The attack at Katunayake indicates that the Sri Lanka Air Force's repeated bombing of the Iranamadu area over the past year - contrary to Colombo's claims - has not damaged the LTTE's air capability. Within hours of the attack, the air force resumed bombing of LTTE positions in the north.

It had been widely expected that the Tigers would use their air wing to carry out suicide attacks, using the craft as deadly flying bombs. Instead, they chose to herald their arrival as an air "power" not with a spectacular suicide operation but with a conventional bomb attack. This could have been a purely logistical decision as a suicide attack would also destroy the aircraft, and the Tigers do not have many in reserve.

It is easy to be dismissive of the LTTE's claim to having an "air force". A couple of light aircraft and a few helicopters do not make an air force, especially in comparison with the Sri Lanka Air Force's large and sophisticated fighter fleet.

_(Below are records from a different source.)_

//! RGB color values plus the hex, HSL, and distance math every other module
//! builds on.
//!
//! Distance is plain Euclidean distance in 0..255 RGB space. It is not
//! perceptual, and the acceptance thresholds used elsewhere are tuned for
//! exactly this metric.

use crate::error::ColorFormatError;
use std::fmt;
use std::str::FromStr;

/// One 24-bit RGB color.
#[derive(Debug, Clone, Copy, PartialEq, Eq, Hash, PartialOrd, Ord)]
#[derive(serde::Serialize, serde::Deserialize)]
#[serde(try_from = "String", into = "String")]
pub struct Rgb {
    pub r: u8,
    pub g: u8,
    pub b: u8,
}

impl Rgb {
    pub const fn new(r: u8, g: u8, b: u8) -> Self {
        Self { r, g, b }
    }

    /// Lowercase `#rrggbb`.
    pub fn to_hex(self) -> String {
        rgb_to_hex(self.r, self.g, self.b)
    }

    /// Euclidean distance to `other` in RGB space.
    pub fn distance(self, other: Rgb) -> f64 {
        let dr = f64::from(self.r) - f64::from(other.r);
        let dg = f64::from(self.g) - f64::from(other.g);
        let db = f64::from(self.b) - f64::from(other.b);
        (dr * dr + dg * dg + db * db).sqrt()
    }

    /// HSL triple: hue in `[0, 360)`, saturation and lightness in `[0, 100]`.
    pub fn to_hsl(self) -> Hsl {
        let r = f64::from(self.r) / 255.0;
        let g = f64::from(self.g) / 255.0;
        let b = f64::from(self.b) / 255.0;

        let max = r.max(g).max(b);
        let min = r.min(g).min(b);
        let sum = max + min;
        let lightness = sum / 2.0;
        if min == max {
            return Hsl {
                hue: 0.0,
                saturation: 0.0,
                lightness: lightness * 100.0,
            };
        }

        let delta = max - min;
        let saturation = if lightness <= 0.5 {
            delta / sum
        } else {
            delta / (2.0 - sum)
        };

        let rc = (max - r) / delta;
        let gc = (max - g) / delta;
        let bc = (max - b) / delta;
        let sector = if r == max {
            bc - gc
        } else if g == max {
            2.0 + rc - bc
        } else {
            4.0 + gc - rc
        };
        let hue = (sector / 6.0).rem_euclid(1.0);

        Hsl {
            hue: hue * 360.0,
            saturation: saturation * 100.0,
            lightness: lightness * 100.0,
        }
    }
}

impl fmt::Display for Rgb {
    fn fmt(&self, f: &mut fmt::Formatter<'_>) -> fmt::Result {
        write!(f, "#{:02x}{:02x}{:02x}", self.r, self.g, self.b)
    }
}

impl FromStr for Rgb {
    type Err = ColorFormatError;

    fn from_str(s: &str) -> Result<Self, Self::Err> {
        let (r, g, b) = hex_to_rgb(s)?;
        Ok(Self { r, g, b })
    }
}

impl TryFrom<String> for Rgb {
    type Error = ColorFormatError;

    fn try_from(value: String) -> Result<Self, Self::Error> {
        value.parse()
    }
}

impl From<Rgb> for String {
    fn from(value: Rgb) -> Self {
        value.to_hex()
    }
}

/// Hue/saturation/lightness, degrees and percentages.
#[derive(Debug, Clone, Copy, PartialEq)]
pub struct Hsl {
    pub hue: f64,
    pub saturation: f64,
    pub lightness: f64,
}

/// Parse `#rrggbb` or `rrggbb` (any case, surrounding whitespace ignored).
pub fn hex_to_rgb(hex: &str) -> Result<(u8, u8, u8), ColorFormatError> {
    let trimmed = hex.trim();
    let digits = trimmed.strip_prefix('#').unwrap_or(trimmed);
    if digits.chars().count() != 6 {
        return Err(ColorFormatError::WrongLength {
            input: hex.to_string(),
            digits: digits.chars().count(),
        });
    }
    if !digits.chars().all(|c| c.is_ascii_hexdigit()) {
        return Err(ColorFormatError::InvalidDigit {
            input: hex.to_string(),
        });
    }
    let channel = |range: std::ops::Range<usize>| {
        u8::from_str_radix(&digits[range], 16).map_err(|_| ColorFormatError::InvalidDigit {
            input: hex.to_string(),
        })
    };
    Ok((channel(0..2)?, channel(2..4)?, channel(4..6)?))
}

pub fn rgb_to_hex(r: u8, g: u8, b: u8) -> String {
    format!("#{r:02x}{g:02x}{b:02x}")
}

/// Euclidean RGB distance between two hex colors.
pub fn rgb_distance(c1: &str, c2: &str) -> Result<f64, ColorFormatError> {
    let a: Rgb = c1.parse()?;
    let b: Rgb = c2.parse()?;
    Ok(a.distance(b))
}

pub fn hex_to_hsl(hex: &str) -> Result<Hsl, ColorFormatError> {
    Ok(hex.parse::<Rgb>()?.to_hsl())
}

/// True when `a` and `b` are strictly closer than `tolerance`.
pub fn colors_match(a: Rgb, b: Rgb, tolerance: f64) -> bool {
    a.distance(b) < tolerance
}

#[cfg(test)]
mod tests {
    use super::*;

    fn assert_close(actual: f64, expected: f64) {
        assert!(
            (actual - expected).abs() < 1e-9,
            "expected {expected}, got {actual}"
        );
    }

    #[test]
    fn hex_to_rgb_accepts_hash_and_bare_forms() {
        assert_eq!(hex_to_rgb("#fb4934").unwrap(), (0xfb, 0x49, 0x34));
        assert_eq!(hex_to_rgb("FB4934").unwrap(), (0xfb, 0x49, 0x34));
        assert_eq!(hex_to_rgb("  #B8BB26 ").unwrap(), (0xb8, 0xbb, 0x26));
    }

    #[test]
    fn hex_to_rgb_rejects_wrong_length() {
        let err = hex_to_rgb("#fff").unwrap_err();
        assert_eq!(
            err,
            ColorFormatError::WrongLength {
                input: "#fff".into(),
                digits: 3
            }
        );
        assert!(hex_to_rgb("").is_err());
        assert!(hex_to_rgb("#1234567").is_err());
    }

    #[test]
    fn hex_to_rgb_rejects_non_hex_and_multibyte_input() {
        assert!(matches!(
            hex_to_rgb("#zz0000"),
            Err(ColorFormatError::InvalidDigit { .. })
        ));
        assert!(matches!(
            hex_to_rgb("#é0000"),
            Err(ColorFormatError::InvalidDigit { .. })
        ));
    }

    #[test]
    fn rgb_displays_lowercase_hex() {
        let c: Rgb = "#FE8019".parse().unwrap();
        assert_eq!(c.to_string(), "#fe8019");
        assert_eq!(rgb_to_hex(0, 15, 255), "#000fff");
    }

    #[test]
    fn distance_is_zero_for_identical_and_symmetric() {
        assert_close(rgb_distance("#83a598", "#83a598").unwrap(), 0.0);
        let ab = rgb_distance("#000000", "#030404").unwrap();
        let ba = rgb_distance("#030404", "#000000").unwrap();
        assert_close(ab, (9.0f64 + 16.0 + 16.0).sqrt());
        assert_close(ab, ba);
    }

    #[test]
    fn distance_black_to_white() {
        assert_close(
            rgb_distance("#000000", "#ffffff").unwrap(),
            (3.0f64 * 255.0 * 255.0).sqrt(),
        );
    }

    #[test]
    fn hsl_of_primaries() {
        let red = hex_to_hsl("#ff0000").unwrap();
        assert_close(red.hue, 0.0);
        assert_close(red.saturation, 100.0);
        assert_close(red.lightness, 50.0);

        let green = hex_to_hsl("#00ff00").unwrap();
        assert_close(green.hue, 120.0);

        let blue = hex_to_hsl("#0000ff").unwrap();
        assert_close(blue.hue, 240.0);

        let magenta = hex_to_hsl("#ff00ff").unwrap();
        assert_close(magenta.hue, 300.0);
    }

    #[test]
    fn hsl_of_grey_is_achromatic() {
        let grey = hex_to_hsl("#808080").unwrap();
        assert_close(grey.hue, 0.0);
        assert_close(grey.saturation, 0.0);
        assert_close(grey.lightness, 128.0 / 255.0 * 100.0);
    }

    #[test]
    fn hsl_saturation_switches_formula_above_half_lightness() {
        // #ff8080: max 1.0, min 0.50196, l > 0.5
        let pink = hex_to_hsl("#ff8080").unwrap();
        let min = 128.0 / 255.0;
        assert_close(pink.saturation, (1.0 - min) / (2.0 - 1.0 - min) * 100.0);
        assert_close(pink.hue, 0.0);
    }

    #[test]
    fn hsl_hue_wraps_into_range_for_red_dominant_with_blue() {
        // r max, b > g gives a negative sector that must wrap.
        let c = hex_to_hsl("#ff0080").unwrap();
        assert!(c.hue > 300.0 && c.hue < 360.0, "hue {}", c.hue);
    }

    #[test]
    fn colors_match_is_strict() {
        let a = Rgb::new(0, 0, 0);
        let b = Rgb::new(3, 4, 0);
        assert!(!colors_match(a, b, 5.0));
        assert!(colors_match(a, b, 5.01));
    }

    #[test]
    fn serde_uses_hex_strings() {
        let c = Rgb::new(0xd3, 0x86, 0x9b);
        let json = serde_json::to_string(&c).unwrap();
        assert_eq!(json, "\"#d3869b\"");
        let back: Rgb = serde_json::from_str("\"#D3869B\"").unwrap();
        assert_eq!(back, c);
        assert!(serde_json::from_str::<Rgb>("\"#d3869\"").is_err());
    }

    #[cfg(feature = "fuzz-tests")]
    mod prop_tests {
        use super::*;
        use proptest::prelude::*;

        proptest! {
            #[test]
            fn hex_round_trips(r in any::<u8>(), g in any::<u8>(), b in any::<u8>()) {
                prop_assert_eq!(hex_to_rgb(&rgb_to_hex(r, g, b)).unwrap(), (r, g, b));
            }

            #[test]
            fn distance_is_symmetric_and_zero_on_self(
                a in any::<(u8, u8, u8)>(),
                b in any::<(u8, u8, u8)>()
            ) {
                let a = Rgb::new(a.0, a.1, a.2);
                let b = Rgb::new(b.0, b.1, b.2);
                prop_assert_eq!(a.distance(a), 0.0);
                prop_assert_eq!(a.distance(b), b.distance(a));
            }

            #[test]
            fn hsl_stays_in_range(c in any::<(u8, u8, u8)>()) {
                let hsl = Rgb::new(c.0, c.1, c.2).to_hsl();
                prop_assert!(hsl.hue >= 0.0 && hsl.hue < 360.0);
                prop_assert!(hsl.saturation >= 0.0 && hsl.saturation <= 100.0 + 1e-9);
                prop_assert!(hsl.lightness >= 0.0 && hsl.lightness <= 100.0 + 1e-9);
            }
        }
    }
}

But the Tigers have always shown an immense capacity to improvise with their limited arsenal, to wrest the advantage from their enemy. Sri Lanka has radar gifted by India, but this cannot detect low-flying micro-light aircraft. On Monday, Tiger aircraft were able to come right up to Colombo's outskirts, bomb a supposedly well-protected military installation, and fly back to the safety of LTTE-controlled territory. They were not even close to being intercepted.

It might be more difficult to penetrate the Lankan defenses a second time, but the Tigers are adept at adjusting. In 2001, the LTTE carried out a spectacular ground attack on Colombo's international airport adjacent to the Katunayake military base. The LTTE blew up six commercial planes and seven military aircraft, dealing the Lankan economy a devastating blow. The airport was a tightly guarded installation, yet the Tigers were able to get past the security.

After that attack, the Lankan government reworked security around the airport. But Monday's aerial attack indicates that the security arrangements were inadequate - the Tigers simply found a way around the defenses.

The air attack strengthens the Tigers' claims to be a state-in-waiting. They control and administer territory, have an army, a navy, a police force and courts. Now they have an "air force" that works, too. They have won a big psychological battle.

Sudha Ramachandran is an independent journalist/researcher based in Bangalore.